- **WORK ITEM**:
Wherever a line holds the word "DependencyGraphBuilder", copy that line from the data.

(Stored records)
Start of Block

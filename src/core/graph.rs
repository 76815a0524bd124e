use petgraph::graph::{EdgeIndex, NodeIndex};
use petgraph::{Directed, Graph};
use serde::{Deserialize, Serialize};
use std::collections::HashMap;
use std::fmt;
use std::path::Path;
use tracing::{debug, trace};

use super::model::{DependencyMap, FileDependencies};

#[derive(Debug, Clone, Serialize, Deserialize, PartialEq, Eq, Hash, Copy)]
#[serde(rename_all = "lowercase")]
pub enum NodeType {
    File,
    Class,
    Method,
    Function,
}

#[derive(Debug, Clone, Serialize, Deserialize, PartialEq, Eq, Hash, Copy)]
#[serde(rename_all = "lowercase")]
pub enum EdgeType {
    Imports,
    Contains,
}

impl NodeType {
    pub fn as_str(self) -> &'static str {
        match self {
            NodeType::File => "file",
            NodeType::Class => "class",
            NodeType::Method => "method",
            NodeType::Function => "function",
        }
    }
}

impl EdgeType {
    pub fn as_str(self) -> &'static str {
        match self {
            EdgeType::Imports => "imports",
            EdgeType::Contains => "contains",
        }
    }
}

#[derive(Debug, Clone, Serialize, Deserialize, PartialEq, Eq)]
pub struct Node {
    /// `path`, `path::Class`, `path::Class::method` or `path::function`
    pub id: String,
    pub name: String,
    pub node_type: NodeType,
    pub file_path: String,
    pub line_number: Option<usize>,
    pub args: Vec<String>,
}

#[derive(Debug, Clone, Serialize, Deserialize, PartialEq, Eq)]
pub struct Edge {
    pub edge_type: EdgeType,
    /// Imported symbol for symbol-level import edges
    pub symbol: Option<String>,
}

pub type DependencyGraph = Graph<Node, Edge, Directed>;

impl Node {
    pub fn new(id: String, name: String, node_type: NodeType, file_path: String) -> Self {
        Self {
            id,
            name,
            node_type,
            file_path,
            line_number: None,
            args: Vec::new(),
        }
    }

    pub fn with_line(mut self, line_number: usize) -> Self {
        self.line_number = Some(line_number);
        self
    }

    pub fn with_args(mut self, args: Vec<String>) -> Self {
        self.args = args;
        self
    }
}

impl Edge {
    pub fn new(edge_type: EdgeType) -> Self {
        Self {
            edge_type,
            symbol: None,
        }
    }

    pub fn with_symbol(mut self, symbol: String) -> Self {
        self.symbol = Some(symbol);
        self
    }
}

impl fmt::Display for Node {
    fn fmt(&self, f: &mut fmt::Formatter<'_>) -> fmt::Result {
        f.write_str(&self.name)
    }
}

impl fmt::Display for Edge {
    fn fmt(&self, f: &mut fmt::Formatter<'_>) -> fmt::Result {
        match &self.symbol {
            Some(symbol) => write!(f, "imports {symbol}"),
            None => f.write_str(self.edge_type.as_str()),
        }
    }
}

/// Low-level graph assembly keyed by node id.
pub struct GraphBuilder {
    graph: DependencyGraph,
    node_map: HashMap<String, NodeIndex>,
}

impl GraphBuilder {
    pub fn new() -> Self {
        Self {
            graph: Graph::new(),
            node_map: HashMap::new(),
        }
    }

    /// Insert `node` unless a node with the same id exists. Returns the
    /// index and whether the node was newly added.
    pub fn add_node(&mut self, node: Node) -> (NodeIndex, bool) {
        if let Some(&index) = self.node_map.get(&node.id) {
            return (index, false);
        }
        let id = node.id.clone();
        let index = self.graph.add_node(node);
        self.node_map.insert(id, index);
        (index, true)
    }

    pub fn add_edge(&mut self, source_id: &str, target_id: &str, edge: Edge) -> Option<EdgeIndex> {
        let source_idx = self.node_map.get(source_id)?;
        let target_idx = self.node_map.get(target_id)?;
        Some(self.graph.add_edge(*source_idx, *target_idx, edge))
    }

    pub fn get_node_index(&self, id: &str) -> Option<NodeIndex> {
        self.node_map.get(id).copied()
    }

    pub fn build(self) -> DependencyGraph {
        self.graph
    }
}

impl Default for GraphBuilder {
    fn default() -> Self {
        Self::new()
    }
}

/// Turns a [`DependencyMap`] into a [`DependencyGraph`].
///
/// Import targets come from the resolver's canonical path when that file was
/// analyzed, otherwise from the first analyzed file (in map order) named
/// `{module}.py`. Imports that match neither are dropped without error.
pub struct DependencyGraphBuilder<'a> {
    dependencies: &'a DependencyMap,
    by_file_name: HashMap<String, &'a str>,
    builder: GraphBuilder,
}

impl<'a> DependencyGraphBuilder<'a> {
    pub fn new(dependencies: &'a DependencyMap) -> Self {
        let mut by_file_name = HashMap::new();
        for path in dependencies.keys() {
            if let Some(name) = Path::new(path).file_name() {
                by_file_name
                    .entry(name.to_string_lossy().into_owned())
                    .or_insert(path.as_str());
            }
        }

        Self {
            dependencies,
            by_file_name,
            builder: GraphBuilder::new(),
        }
    }

    pub fn build(mut self) -> DependencyGraph {
        let dependencies = self.dependencies;
        for path in dependencies.keys() {
            let name = file_label(path);
            self.builder
                .add_node(Node::new(path.clone(), name, NodeType::File, path.clone()));
        }

        for (path, deps) in dependencies {
            self.add_import_edges(path, deps);
            self.add_declarations(path, deps);
        }

        let graph = self.builder.build();
        debug!(
            nodes = graph.node_count(),
            edges = graph.edge_count(),
            "dependency graph built"
        );
        graph
    }

    /// Analyzed file that `module`, imported by `deps`, refers to.
    pub fn resolve_target(&self, deps: &FileDependencies, module: &str) -> Option<&'a str> {
        let dependencies: &'a DependencyMap = self.dependencies;
        if let Some(target) = deps.resolved_path(module) {
            if let Some((path, _)) = dependencies.get_key_value(target) {
                return Some(path.as_str());
            }
        }
        self.by_file_name.get(&format!("{module}.py")).copied()
    }

    fn add_import_edges(&mut self, path: &str, deps: &FileDependencies) {
        for module in &deps.imports {
            match self.resolve_target(deps, module) {
                Some(target) => {
                    self.builder.add_edge(path, target, Edge::new(EdgeType::Imports));
                }
                None => trace!(file = path, module = %module, "no analyzed file for import"),
            }
        }

        for name in &deps.imported_names {
            let Some((module, symbol)) = name.split_once('.') else {
                continue;
            };
            if let Some(target) = self.resolve_target(deps, module) {
                let edge = Edge::new(EdgeType::Imports).with_symbol(symbol.to_string());
                self.builder.add_edge(path, target, edge);
            }
        }
    }

    fn add_declarations(&mut self, path: &str, deps: &FileDependencies) {
        for class in &deps.classes {
            let class_id = format!("{path}::{}", class.name);
            let node = Node::new(
                class_id.clone(),
                class.name.clone(),
                NodeType::Class,
                path.to_string(),
            );
            if self.builder.add_node(node).1 {
                self.builder
                    .add_edge(path, &class_id, Edge::new(EdgeType::Contains));
            }

            for method in &class.methods {
                let method_id = format!("{class_id}::{}", method.name);
                let node = Node::new(
                    method_id.clone(),
                    method.name.clone(),
                    NodeType::Method,
                    path.to_string(),
                )
                .with_args(method.args.clone());
                if self.builder.add_node(node).1 {
                    self.builder
                        .add_edge(&class_id, &method_id, Edge::new(EdgeType::Contains));
                }
            }
        }

        for function in &deps.functions {
            let function_id = format!("{path}::{}", function.name);
            let node = Node::new(
                function_id.clone(),
                function.name.clone(),
                NodeType::Function,
                path.to_string(),
            )
            .with_line(function.lineno)
            .with_args(function.args.clone());
            if self.builder.add_node(node).1 {
                self.builder
                    .add_edge(path, &function_id, Edge::new(EdgeType::Contains));
            }
        }
    }
}

/// Counts of nodes and edges by kind.
#[derive(Debug, Clone, Copy, Default, PartialEq, Eq, Serialize)]
pub struct GraphStats {
    pub files: usize,
    pub classes: usize,
    pub methods: usize,
    pub functions: usize,
    pub import_edges: usize,
    pub contains_edges: usize,
}

impl GraphStats {
    pub fn from_graph(graph: &DependencyGraph) -> Self {
        let mut stats = Self::default();
        for node in graph.node_weights() {
            match node.node_type {
                NodeType::File => stats.files += 1,
                NodeType::Class => stats.classes += 1,
                NodeType::Method => stats.methods += 1,
                NodeType::Function => stats.functions += 1,
            }
        }
        for edge in graph.raw_edges() {
            match edge.weight.edge_type {
                EdgeType::Imports => stats.import_edges += 1,
                EdgeType::Contains => stats.contains_edges += 1,
            }
        }
        stats
    }
}

/// Base name of a file path, used as its display label.
fn file_label(path: &str) -> String {
    Path::new(path)
        .file_name()
        .map(|name| name.to_string_lossy().into_owned())
        .unwrap_or_else(|| path.to_string())
}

End of Block

- **ANSWER FOR THIS EXERCISE**:
pub struct DependencyGraphBuilder<'a> {
impl<'a> DependencyGraphBuilder<'a> {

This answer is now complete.